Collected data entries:
⟨

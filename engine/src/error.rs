//! Engine error handling
//!
//! Wraps the core's validation and configuration errors together with the
//! I/O and parsing failures of the host layer. Every variant maps to a
//! stable error code so an API layer can render it without matching on
//! messages.

use carbon_tracker_shared::{ConfigurationError, ValidationError};
use chrono::NaiveDate;
use serde::Serialize;
use thiserror::Error;
use tracing::error;

#[derive(Error, Debug)]
pub enum EngineError {
    #[error("Validation error: {0}")]
    Validation(#[from] ValidationError),

    #[error("Configuration error: {0}")]
    Configuration(#[from] ConfigurationError),

    #[error("Unsupported file format: {0}")]
    UnsupportedFormat(String),

    #[error("No record for {0}")]
    RecordNotFound(NaiveDate),

    #[error("I/O error: {0}")]
    Io(#[from] std::io::Error),

    #[error("JSON error: {0}")]
    Json(#[from] serde_json::Error),

    #[error("TOML error: {0}")]
    Toml(#[from] toml::de::Error),

    #[error("TOML output error: {0}")]
    TomlOutput(#[from] toml::ser::Error),

    #[error("CSV error: {0}")]
    Csv(#[from] csv::Error),

    #[error("Settings error: {0}")]
    Settings(#[from] config::ConfigError),

    #[error("Internal error: {0}")]
    Internal(String),
}

/// Error detail
#[derive(Debug, Clone, PartialEq, Serialize)]
pub struct ErrorDetail {
    pub code: String,
    pub message: String,
    #[serde(skip_serializing_if = "Option::is_none")]
    pub field: Option<String>,
}

impl EngineError {
    pub fn code(&self) -> &'static str {
        match self {
            EngineError::Validation(_) => "VALIDATION_ERROR",
            EngineError::Configuration(_) => "CONFIGURATION_ERROR",
            EngineError::UnsupportedFormat(_) => "UNSUPPORTED_FORMAT",
            EngineError::RecordNotFound(_) => "NOT_FOUND",
            EngineError::Io(_) => "IO_ERROR",
            EngineError::Json(_) | EngineError::Toml(_) | EngineError::Csv(_) => "PARSE_ERROR",
            EngineError::TomlOutput(_) => "SERIALIZE_ERROR",
            EngineError::Settings(_) => "SETTINGS_ERROR",
            EngineError::Internal(_) => "INTERNAL_ERROR",
        }
    }

    /// Render for an external caller. Internal failures are logged and
    /// reported without their details.
    pub fn detail(&self) -> ErrorDetail {
        let (message, field) = match self {
            EngineError::Validation(err) => (err.user_message(), Some(err.field.clone())),
            EngineError::Internal(msg) => {
                error!("Internal error: {}", msg);
                ("An internal error occurred".to_string(), None)
            }
            other => (other.to_string(), None),
        };

        ErrorDetail {
            code: self.code().to_string(),
            message,
            field,
        }
    }
}

/// Result type alias for engine operations
pub type EngineResult<T> = Result<T, EngineError>;
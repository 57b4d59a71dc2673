//! Business logic services
//!
//! Services coordinate the calculation core with the engine state.

pub mod export;
pub mod tracking;

pub use export::{ExportService, HistoryExport};
pub use tracking::{TrackingOutcome, TrackingService};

⟩

PROBLEM TO WORK ON: Print out the data exactly once more.

ANSWER TO THIS EXERCISE:
filename engine/src/error.rs
//! Engine error handling
//!
//! Wraps the core's validation and configuration errors together with the
//! I/O and parsing failures of the host layer. Every variant maps to a
//! stable error code so an API layer can render it without matching on
//! messages.

use carbon_tracker_shared::{ConfigurationError, ValidationError};
use chrono::NaiveDate;
use serde::Serialize;
use thiserror::Error;
use tracing::error;

#[derive(Error, Debug)]
pub enum EngineError {
    #[error("Validation error: {0}")]
    Validation(#[from] ValidationError),

    #[error("Configuration error: {0}")]
    Configuration(#[from] ConfigurationError),

    #[error("Unsupported file format: {0}")]
    UnsupportedFormat(String),

    #[error("No record for {0}")]
    RecordNotFound(NaiveDate),

    #[error("I/O error: {0}")]
    Io(#[from] std::io::Error),

    #[error("JSON error: {0}")]
    Json(#[from] serde_json::Error),

    #[error("TOML error: {0}")]
    Toml(#[from] toml::de::Error),

    #[error("TOML output error: {0}")]
    TomlOutput(#[from] toml::ser::Error),

    #[error("CSV error: {0}")]
    Csv(#[from] csv::Error),

    #[error("Settings error: {0}")]
    Settings(#[from] config::ConfigError),

    #[error("Internal error: {0}")]
    Internal(String),
}

/// Error detail
#[derive(Debug, Clone, PartialEq, Serialize)]
pub struct ErrorDetail {
    pub code: String,
    pub message: String,
    #[serde(skip_serializing_if = "Option::is_none")]
    pub field: Option<String>,
}

impl EngineError {
    pub fn code(&self) -> &'static str {
        match self {
            EngineError::Validation(_) => "VALIDATION_ERROR",
            EngineError::Configuration(_) => "CONFIGURATION_ERROR",
            EngineError::UnsupportedFormat(_) => "UNSUPPORTED_FORMAT",
            EngineError::RecordNotFound(_) => "NOT_FOUND",
            EngineError::Io(_) => "IO_ERROR",
            EngineError::Json(_) | EngineError::Toml(_) | EngineError::Csv(_) => "PARSE_ERROR",
            EngineError::TomlOutput(_) => "SERIALIZE_ERROR",
            EngineError::Settings(_) => "SETTINGS_ERROR",
            EngineError::Internal(_) => "INTERNAL_ERROR",
        }
    }

    /// Render for an external caller. Internal failures are logged and
    /// reported without their details.
    pub fn detail(&self) -> ErrorDetail {
        let (message, field) = match self {
            EngineError::Validation(err) => (err.user_message(), Some(err.field.clone())),
            EngineError::Internal(msg) => {
                error!("Internal error: {}", msg);
                ("An internal error occurred".to_string(), None)
            }
            other => (other.to_string(), None),
        };

        ErrorDetail {
            code: self.code().to_string(),
            message,
            field,
        }
    }
}

/// Result type alias for engine operations
pub type EngineResult<T> = Result<T, EngineError>;
repository 57b4d59a71dc2673
//! Business logic services
//!
//! Services coordinate the calculation core with the engine state.

pub mod export;
pub mod tracking;

pub use export::{ExportService, HistoryExport};
pub use tracking::{TrackingOutcome, TrackingService};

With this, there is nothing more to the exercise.